[Dataset excerpts]

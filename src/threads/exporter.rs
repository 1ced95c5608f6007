//! The downstream half of the channel split: receives finished IPFIX
//! messages from the pairing engine (running on the listener thread) and
//! re-emits them, mirroring this codebase's original listener/exporter
//! thread split but carrying finished envelopes instead of parsed flows.

use log::{debug, info, warn};
use std::net::{SocketAddr, UdpSocket};
use std::sync::mpsc::{Receiver, Sender};

use ipfix_biflow::error::{Error, Result};
use ipfix_biflow::host::{EnvelopedMessage, MessageSink, SessionEvent};

/// A [`MessageSink`] that hands finished envelopes off to the exporter
/// thread over a channel. Session events have nowhere further to go in
/// this standalone binary, so they're just logged inline.
pub struct ChannelSink {
    tx: Sender<EnvelopedMessage>,
}

impl ChannelSink {
    pub fn new(tx: Sender<EnvelopedMessage>) -> Self {
        ChannelSink { tx }
    }
}

impl MessageSink for ChannelSink {
    fn send_message(&mut self, message: EnvelopedMessage) -> Result<()> {
        self.tx
            .send(message)
            .map_err(|_| Error::HostRejected("exporter thread is gone".into()))
    }

    fn send_session_event(&mut self, event: SessionEvent) -> Result<()> {
        match event {
            SessionEvent::Open => info!("opened session intermediate:biflow"),
            SessionEvent::Close => info!("closed session intermediate:biflow"),
        }
        Ok(())
    }
}

/// Receives finished messages and, when a destination was configured on
/// the CLI, forwards each one verbatim as a UDP datagram; otherwise just
/// logs what would have been sent.
pub fn export(receiver: Receiver<EnvelopedMessage>, destination: Option<SocketAddr>) {
    let socket = destination.map(|addr| {
        let socket = UdpSocket::bind("0.0.0.0:0").expect("failed to bind export UDP socket");
        info!("forwarding biflow messages to {}", addr);
        (socket, addr)
    });

    loop {
        let message = match receiver.recv() {
            Ok(m) => m,
            Err(_) => {
                info!("listener thread is gone, exporter shutting down");
                return;
            }
        };

        debug!("emitting IPFIX message: {} bytes, {} records", message.bytes.len(), message.records.len());

        if let Some((socket, addr)) = &socket {
            if let Err(e) = socket.send_to(&message.bytes, addr) {
                warn!("failed to forward IPFIX message to {}: {}", addr, e);
            }
        }
    }
}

_WORK TASK:_ Write out the lines of the records exactly, starting at the one holding "if let Some((socket, addr))" and ending with the last line, and include no others.

_ANSWER BOX:_
        if let Some((socket, addr)) = &socket {
            if let Err(e) = socket.send_to(&message.bytes, addr) {
                warn!("failed to forward IPFIX message to {}: {}", addr, e);
            }
        }
    }
}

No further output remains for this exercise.